*Problem details:* Go through the records below and return each line that has "items" in it.

*Record extracts:*
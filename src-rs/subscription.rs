use std::fmt;

use chrono::{DateTime, Duration, Utc};
use serde::Serialize;

use crate::{
    config::SaasSettings,
    models::{StripeInfo, User},
};

const SECONDS_PER_DAY: i64 = 24 * 3600;

/// Upper bound on the configured trial; keeps trial arithmetic inside `Duration`'s range.
pub const MAX_TRIAL_DAYS: i64 = 36_500;

#[derive(Clone, Copy, Debug)]
pub struct EntitlementPolicy {
    pub trial_days: i64,
    pub enable_trial: bool,
    pub is_staff_subscribed: bool,
}

impl EntitlementPolicy {
    pub fn from_settings(settings: &SaasSettings) -> Self {
        Self {
            trial_days: settings.trial_days,
            enable_trial: settings.enable_trial,
            is_staff_subscribed: settings.is_staff_subscribed,
        }
    }
}

impl Default for EntitlementPolicy {
    fn default() -> Self {
        Self::from_settings(&SaasSettings::default())
    }
}

#[derive(Clone, Copy, Debug, Eq, PartialEq, Serialize)]
#[serde(rename_all = "lowercase")]
pub enum SubscriptionState {
    None,
    Trialing,
    Active,
    Lapsed,
}

impl SubscriptionState {
    pub fn as_str(self) -> &'static str {
        match self {
            SubscriptionState::None => "none",
            SubscriptionState::Trialing => "trialing",
            SubscriptionState::Active => "active",
            SubscriptionState::Lapsed => "lapsed",
        }
    }
}

/// Entitlement view of a user and their cached billing record at a fixed instant.
#[derive(Clone, Debug)]
pub struct Customer<'a> {
    user: &'a User,
    info: Option<&'a StripeInfo>,
    policy: EntitlementPolicy,
    date_joined: Option<DateTime<Utc>>,
    now: DateTime<Utc>,
}

impl<'a> Customer<'a> {
    pub fn of(
        user: &'a User,
        info: Option<&'a StripeInfo>,
        policy: EntitlementPolicy,
        now: DateTime<Utc>,
    ) -> Self {
        Self {
            user,
            info,
            policy,
            date_joined: None,
            now,
        }
    }

    pub fn with_date_joined(mut self, date_joined: DateTime<Utc>) -> Self {
        self.date_joined = Some(date_joined);
        self
    }

    pub fn date_joined(&self) -> DateTime<Utc> {
        self.date_joined.unwrap_or(self.user.date_joined)
    }

    pub fn actively_subscribed(&self) -> bool {
        if self.policy.is_staff_subscribed && self.user.is_staff {
            return true;
        }
        match self.info.and_then(|info| info.subscription_end) {
            Some(end) => self.now <= end,
            None => false,
        }
    }

    pub fn previously_subscribed(&self) -> bool {
        self.info.map_or(false, |info| info.previously_subscribed)
    }

    pub fn trial_duration(&self) -> Duration {
        let days = self.policy.trial_days.clamp(0, MAX_TRIAL_DAYS);
        Duration::seconds((1 + days) * SECONDS_PER_DAY)
    }

    pub fn trialing(&self) -> bool {
        if self.actively_subscribed() || self.previously_subscribed() {
            return false;
        }
        if !self.policy.enable_trial {
            return false;
        }
        self.now - self.date_joined() < self.trial_duration()
    }

    /// Entitlement: trialing or paying.
    pub fn subscribed(&self) -> bool {
        self.trialing() || self.actively_subscribed()
    }

    pub fn trial_left_in_seconds(&self) -> i64 {
        (self.trial_duration() - (self.now - self.date_joined())).num_seconds()
    }

    pub fn trial_left_in_days(&self) -> i64 {
        self.trial_left_in_seconds().div_euclid(SECONDS_PER_DAY)
    }

    pub fn state(&self) -> SubscriptionState {
        if self.actively_subscribed() {
            SubscriptionState::Active
        } else if self.trialing() {
            SubscriptionState::Trialing
        } else if self.previously_subscribed() {
            SubscriptionState::Lapsed
        } else {
            SubscriptionState::None
        }
    }

    pub fn summary(&self) -> CustomerSummary {
        CustomerSummary {
            user_id: self.user.id.to_string(),
            email: self.user.email.clone(),
            state: self.state(),
            subscribed: self.subscribed(),
            actively_subscribed: self.actively_subscribed(),
            trialing: self.trialing(),
            previously_subscribed: self.previously_subscribed(),
            trial_left_in_days: self.trialing().then(|| self.trial_left_in_days()),
            plan_id: self.info.and_then(|info| info.plan_id.clone()),
            subscription_end: self.info.and_then(|info| info.subscription_end),
        }
    }
}

impl fmt::Display for Customer<'_> {
    fn fmt(&self, f: &mut fmt::Formatter<'_>) -> fmt::Result {
        let part1 = if self.actively_subscribed() { "Subscribed" } else { "" };
        let part2 = if self.trialing() { "Trialing" } else { "" };
        write!(
            f,
            "<Customer: {} {} {}{}>",
            self.user.id, self.user.email, part1, part2
        )
    }
}

/// Feature gate. Without `include_trial` only a paid subscription passes.
pub fn is_entitled(customer: &Customer<'_>, include_trial: bool) -> bool {
    if include_trial {
        customer.subscribed()
    } else {
        customer.actively_subscribed()
    }
}

#[derive(Debug, Clone, Serialize)]
#[serde(rename_all = "camelCase")]
pub struct CustomerSummary {
    pub user_id: String,
    pub email: String,
    pub state: SubscriptionState,
    pub subscribed: bool,
    pub actively_subscribed: bool,
    pub trialing: bool,
    pub previously_subscribed: bool,
    pub trial_left_in_days: Option<i64>,
    pub plan_id: Option<String>,
    pub subscription_end: Option<DateTime<Utc>>,
}
use std::{collections::HashMap, path::PathBuf, sync::Arc};

use anyhow::Context;
use async_trait::async_trait;
use parking_lot::RwLock;
use serde::{Deserialize, Serialize};
use thiserror::Error;
use uuid::Uuid;

use crate::models::{Acquisition, BillingEvent, StripeEventRecord, StripeInfo, User};

#[derive(Debug, Error)]
pub enum StoreError {
    #[error("Email is taken.")]
    EmailTaken,
    #[error("conflict: {0}")]
    Conflict(String),
    #[error("record not found")]
    NotFound,
    #[error("failed to persist store snapshot: {0}")]
    Snapshot(String),
}

pub type StoreResult<T> = Result<T, StoreError>;

#[async_trait]
pub trait BillingStore: Send + Sync {
    async fn insert_user(&self, user: User) -> StoreResult<()>;
    async fn get_user(&self, user_id: Uuid) -> StoreResult<Option<User>>;
    async fn find_user_by_email(&self, email: &str) -> StoreResult<Option<User>>;
    async fn update_user(&self, user: User) -> StoreResult<()>;

    async fn get_info_for_user(&self, user_id: Uuid) -> StoreResult<Option<StripeInfo>>;
    async fn get_info_by_customer(&self, customer_id: &str) -> StoreResult<Option<StripeInfo>>;
    /// Inserts or replaces by id. One record per user and per customer id.
    async fn save_info(&self, info: StripeInfo) -> StoreResult<()>;
    async fn delete_info(&self, info_id: Uuid) -> StoreResult<()>;
    async fn list_infos(&self) -> StoreResult<Vec<StripeInfo>>;

    async fn insert_billing_event(&self, billing: BillingEvent) -> StoreResult<()>;
    async fn get_billing_event(&self, billing_id: Uuid) -> StoreResult<Option<BillingEvent>>;
    async fn list_billing_events_for_user(&self, user_id: Uuid) -> StoreResult<Vec<BillingEvent>>;
    async fn list_billing_events(&self) -> StoreResult<Vec<BillingEvent>>;

    /// Returns `false` without storing anything when the event id was seen before.
    async fn record_event(&self, record: StripeEventRecord) -> StoreResult<bool>;
    async fn forget_event(&self, event_id: &str) -> StoreResult<()>;
    async fn list_events(&self) -> StoreResult<Vec<StripeEventRecord>>;

    async fn insert_acquisition(&self, acquisition: Acquisition) -> StoreResult<()>;
    async fn get_acquisition_for_user(&self, user_id: Uuid) -> StoreResult<Option<Acquisition>>;
}

#[derive(Debug, Default, Clone, Serialize, Deserialize)]
struct StoreData {
    users: HashMap<Uuid, User>,
    infos: HashMap<Uuid, StripeInfo>,
    billing_events: Vec<BillingEvent>,
    events: Vec<StripeEventRecord>,
    acquisitions: Vec<Acquisition>,
}

/// In-memory store, optionally mirrored to a JSON snapshot file.
#[derive(Clone, Default)]
pub struct MemoryStore {
    data: Arc<RwLock<StoreData>>,
    snapshot_path: Option<PathBuf>,
    snapshot_lock: Arc<tokio::sync::Mutex<()>>,
}

impl MemoryStore {
    pub fn new() -> Self {
        Self::default()
    }

    /// Loads the snapshot at `path` when it exists and keeps writing to it.
    pub async fn with_snapshot(path: PathBuf) -> anyhow::Result<Self> {
        let data = match tokio::fs::read(&path).await {
            Ok(bytes) => serde_json::from_slice::<StoreData>(&bytes)
                .with_context(|| format!("failed to decode store snapshot {}", path.display()))?,
            Err(error) if error.kind() == std::io::ErrorKind::NotFound => StoreData::default(),
            Err(error) => {
                return Err(error)
                    .with_context(|| format!("failed to read store snapshot {}", path.display()))
            }
        };

        tracing::info!(
            path = %path.display(),
            users = data.users.len(),
            customers = data.infos.len(),
            events = data.events.len(),
            "loaded store snapshot"
        );

        Ok(Self {
            data: Arc::new(RwLock::new(data)),
            snapshot_path: Some(path),
            snapshot_lock: Arc::new(tokio::sync::Mutex::new(())),
        })
    }

    async fn persist(&self) -> StoreResult<()> {
        let path = match &self.snapshot_path {
            Some(path) => path,
            None => return Ok(()),
        };

        let _guard = self.snapshot_lock.lock().await;
        let bytes = {
            let data = self.data.read();
            serde_json::to_vec(&*data).map_err(|error| StoreError::Snapshot(error.to_string()))?
        };

        let temp_path = path.with_extension("tmp");
        tokio::fs::write(&temp_path, bytes)
            .await
            .map_err(|error| StoreError::Snapshot(error.to_string()))?;
        tokio::fs::rename(&temp_path, path)
            .await
            .map_err(|error| StoreError::Snapshot(error.to_string()))
    }
}

fn newest_first<T, F>(mut items: Vec<T>, key: F) -> Vec<T>
where
    F: Fn(&T) -> chrono::DateTime<chrono::Utc>,
{
    items.sort_by_key(|item| std::cmp::Reverse(key(item)));
    items
}

#[async_trait]
impl BillingStore for MemoryStore {
    async fn insert_user(&self, user: User) -> StoreResult<()> {
        {
            let mut data = self.data.write();
            let taken = data
                .users
                .values()
                .any(|existing| existing.email.eq_ignore_ascii_case(&user.email));
            if taken {
                return Err(StoreError::EmailTaken);
            }
            data.users.insert(user.id, user);
        }
        self.persist().await
    }

    async fn get_user(&self, user_id: Uuid) -> StoreResult<Option<User>> {
        Ok(self.data.read().users.get(&user_id).cloned())
    }

    async fn find_user_by_email(&self, email: &str) -> StoreResult<Option<User>> {
        let email = email.trim();
        Ok(self
            .data
            .read()
            .users
            .values()
            .find(|user| user.email.eq_ignore_ascii_case(email))
            .cloned())
    }

    async fn update_user(&self, user: User) -> StoreResult<()> {
        {
            let mut data = self.data.write();
            match data.users.get_mut(&user.id) {
                Some(existing) => *existing = user,
                None => return Err(StoreError::NotFound),
            }
        }
        self.persist().await
    }

    async fn get_info_for_user(&self, user_id: Uuid) -> StoreResult<Option<StripeInfo>> {
        Ok(self
            .data
            .read()
            .infos
            .values()
            .find(|info| info.user_id == user_id)
            .cloned())
    }

    async fn get_info_by_customer(&self, customer_id: &str) -> StoreResult<Option<StripeInfo>> {
        Ok(self
            .data
            .read()
            .infos
            .values()
            .find(|info| info.customer_id == customer_id)
            .cloned())
    }

    async fn save_info(&self, mut info: StripeInfo) -> StoreResult<()> {
        {
            let mut data = self.data.write();
            if let Some(other) = data.infos.values().find(|other| {
                other.id != info.id
                    && (other.user_id == info.user_id || other.customer_id == info.customer_id)
            }) {
                return Err(StoreError::Conflict(format!(
                    "customer record {} already exists for this user or customer",
                    other.short_id()
                )));
            }
            info.modified_at = chrono::Utc::now();
            data.infos.insert(info.id, info);
        }
        self.persist().await
    }

    async fn delete_info(&self, info_id: Uuid) -> StoreResult<()> {
        let removed = self.data.write().infos.remove(&info_id).is_some();
        if removed {
            self.persist().await?;
        }
        Ok(())
    }

    async fn list_infos(&self) -> StoreResult<Vec<StripeInfo>> {
        let infos = self.data.read().infos.values().cloned().collect();
        Ok(newest_first(infos, |info: &StripeInfo| info.created_at))
    }

    async fn insert_billing_event(&self, billing: BillingEvent) -> StoreResult<()> {
        self.data.write().billing_events.push(billing);
        self.persist().await
    }

    async fn get_billing_event(&self, billing_id: Uuid) -> StoreResult<Option<BillingEvent>> {
        Ok(self
            .data
            .read()
            .billing_events
            .iter()
            .find(|billing| billing.id == billing_id)
            .cloned())
    }

    async fn list_billing_events_for_user(&self, user_id: Uuid) -> StoreResult<Vec<BillingEvent>> {
        let events = self
            .data
            .read()
            .billing_events
            .iter()
            .filter(|billing| billing.user_id == user_id)
            .cloned()
            .collect();
        Ok(newest_first(events, |billing: &BillingEvent| billing.created_at))
    }

    async fn list_billing_events(&self) -> StoreResult<Vec<BillingEvent>> {
        let events = self.data.read().billing_events.clone();
        Ok(newest_first(events, |billing: &BillingEvent| billing.created_at))
    }

    async fn record_event(&self, record: StripeEventRecord) -> StoreResult<bool> {
        {
            let mut data = self.data.write();
            if let Some(event_id) = record.event_id.as_deref() {
                let seen = data
                    .events
                    .iter()
                    .any(|existing| existing.event_id.as_deref() == Some(event_id));
                if seen {
                    return Ok(false);
                }
            }
            data.events.push(record);
        }
        self.persist().await?;
        Ok(true)
    }

    async fn forget_event(&self, event_id: &str) -> StoreResult<()> {
        self.data
            .write()
            .events
            .retain(|record| record.event_id.as_deref() != Some(event_id));
        self.persist().await
    }

    async fn list_events(&self) -> StoreResult<Vec<StripeEventRecord>> {
        let events = self.data.read().events.clone();
        Ok(newest_first(events, |record: &StripeEventRecord| {
            record.created_at
        }))
    }

    async fn insert_acquisition(&self, acquisition: Acquisition) -> StoreResult<()> {
        {
            let mut data = self.data.write();
            if data
                .acquisitions
                .iter()
                .any(|existing| existing.user_id == acquisition.user_id)
            {
                return Err(StoreError::Conflict(
                    "acquisition already recorded for user".to_string(),
                ));
            }
            data.acquisitions.push(acquisition);
        }
        self.persist().await
    }

    async fn get_acquisition_for_user(&self, user_id: Uuid) -> StoreResult<Option<Acquisition>> {
        Ok(self
            .data
            .read()
            .acquisitions
            .iter()
            .find(|acquisition| acquisition.user_id == user_id)
            .cloned())
    }
}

*Reply:*
fn newest_first<T, F>(mut items: Vec<T>, key: F) -> Vec<T>
    items.sort_by_key(|item| std::cmp::Reverse(key(item)));
    items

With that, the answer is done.